[[ Excerpted data open ]]

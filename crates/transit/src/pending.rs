//! The pending-request table: correlates outbound REQUESTs with inbound
//! RESPONSEs by id.
//!
//! Generalizes the reactor task's `HashMap<Uuid, PendingRequest>` +
//! `oneshot` completion pattern from `hooteproto::client::HootClient` into
//! a standalone, lock-guarded table any caller can share.

use crate::error::{RemoteFailure, TransitError};
use crate::node::NodeId;
use serde_json::Value;
use std::collections::HashMap;
use tokio::sync::{oneshot, Mutex};

/// Outcome delivered to whoever called `request`.
pub type RequestOutcome = Result<Value, RemoteFailure>;

struct Entry {
    node_id: NodeId,
    action: String,
    completion: oneshot::Sender<RequestOutcome>,
}

/// Shared, mutex-guarded correlation table. A mutex is sufficient here: the
/// table's own critical sections are short (hash map operations), and the
/// spec allows either a mutex or a single-owner actor.
pub struct PendingTable {
    inner: Mutex<HashMap<String, Entry>>,
    max_queue_size: usize,
}

impl PendingTable {
    /// `max_queue_size == 0` means unbounded.
    pub fn new(max_queue_size: usize) -> Self {
        Self {
            inner: Mutex::new(HashMap::new()),
            max_queue_size,
        }
    }

    /// Registers a new pending request, returning the receiver half of its
    /// completion channel. Rejects with `QueueFull` when the table is at
    /// capacity: reject when `size >= max_queue_size`, reporting the actual
    /// current size (the `.length`-vs-`.size` confusion in the source this
    /// was distilled from is resolved in favor of the real current size).
    pub async fn insert(
        &self,
        id: String,
        node_id: NodeId,
        action: String,
    ) -> Result<oneshot::Receiver<RequestOutcome>, TransitError> {
        let mut table = self.inner.lock().await;
        if self.max_queue_size > 0 && table.len() >= self.max_queue_size {
            return Err(TransitError::QueueFull {
                action,
                node: Some(node_id),
                size: table.len(),
                limit: self.max_queue_size,
            });
        }
        let (tx, rx) = oneshot::channel();
        table.insert(
            id,
            Entry {
                node_id,
                action,
                completion: tx,
            },
        );
        Ok(rx)
    }

    /// Completes and removes a pending entry on RESPONSE arrival. A miss
    /// (already swept, already completed, unknown id) is a silent no-op.
    pub async fn complete(&self, id: &str, outcome: RequestOutcome) {
        let mut table = self.inner.lock().await;
        if let Some(entry) = table.remove(id) {
            let _ = entry.completion.send(outcome);
        }
    }

    /// Sweeps every pending entry targeting `node_id`, completing each with
    /// `RequestRejected`. Called on peer disconnect.
    pub async fn cancel_by_node(&self, node_id: &NodeId) {
        let mut table = self.inner.lock().await;
        let ids: Vec<String> = table
            .iter()
            .filter(|(_, entry)| &entry.node_id == node_id)
            .map(|(id, _)| id.clone())
            .collect();
        for id in ids {
            if let Some(entry) = table.remove(&id) {
                let rejected = TransitError::RequestRejected {
                    action: entry.action,
                    node: entry.node_id,
                };
                let failure = match rejected {
                    TransitError::RequestRejected { action, node } => RemoteFailure {
                        name: "RequestRejectedError".to_string(),
                        message: format!(
                            "Request is rejected because peer '{}' is disconnected (NodeID: {})",
                            node, node
                        ),
                        code: Some(502),
                        error_type: None,
                        node_id: node,
                        data: Some(Value::String(action)),
                        stack: None,
                    },
                    _ => unreachable!(),
                };
                let _ = entry.completion.send(Err(failure));
            }
        }
    }

    pub async fn size(&self) -> usize {
        self.inner.lock().await.len()
    }
}

#[cfg(test)]
mod tests {
    use super::*;

    #[tokio::test]
    async fn rejects_once_at_capacity_and_reports_real_size() {
        let table = PendingTable::new(2);
        let _a = table
            .insert("a".into(), NodeId::new("B"), "math.add".into())
            .await
            .unwrap();
        let _b = table
            .insert("b".into(), NodeId::new("B"), "math.add".into())
            .await
            .unwrap();
        let err = table
            .insert("c".into(), NodeId::new("B"), "math.add".into())
            .await
            .unwrap_err();
        match err {
            TransitError::QueueFull { size, limit, .. } => {
                assert_eq!(size, 2);
                assert_eq!(limit, 2);
            }
            other => panic!("expected QueueFull, got {other:?}"),
        }
    }

    #[tokio::test]
    async fn unbounded_when_zero() {
        let table = PendingTable::new(0);
        for i in 0..100 {
            table
                .insert(format!("id-{i}"), NodeId::new("B"), "x".into())
                .await
                .unwrap();
        }
        assert_eq!(table.size().await, 100);
    }

    #[tokio::test]
    async fn complete_on_unknown_id_is_a_noop() {
        let table = PendingTable::new(0);
        table.complete("missing", Ok(Value::Null)).await;
    }

    #[tokio::test]
    async fn swept_id_drops_late_response_silently() {
        let table = PendingTable::new(0);
        let mut rx = table
            .insert("r3".into(), NodeId::new("C"), "math.add".into())
            .await
            .unwrap();
        table.cancel_by_node(&NodeId::new("C")).await;
        let outcome = rx.try_recv().expect("sweep should have completed it");
        assert!(outcome.is_err());

        // A RESPONSE arriving afterward for the same id is a table miss.
        table.complete("r3", Ok(Value::Null)).await;
        assert_eq!(table.size().await, 0);
    }
}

[[ Excerpted data closed ]]

▶ _What you are asked to do_
Exactly as written, please transcribe the lines from the start of the records above to the line that holds "sufficient here: the", both ends included.

▶ _Answer section_
filename crates/transit/src/pending.rs
//! The pending-request table: correlates outbound REQUESTs with inbound
//! RESPONSEs by id.
//!
//! Generalizes the reactor task's `HashMap<Uuid, PendingRequest>` +
//! `oneshot` completion pattern from `hooteproto::client::HootClient` into
//! a standalone, lock-guarded table any caller can share.

use crate::error::{RemoteFailure, TransitError};
use crate::node::NodeId;
use serde_json::Value;
use std::collections::HashMap;
use tokio::sync::{oneshot, Mutex};

/// Outcome delivered to whoever called `request`.
pub type RequestOutcome = Result<Value, RemoteFailure>;

struct Entry {
    node_id: NodeId,
    action: String,
    completion: oneshot::Sender<RequestOutcome>,
}

/// Shared, mutex-guarded correlation table. A mutex is sufficient here: the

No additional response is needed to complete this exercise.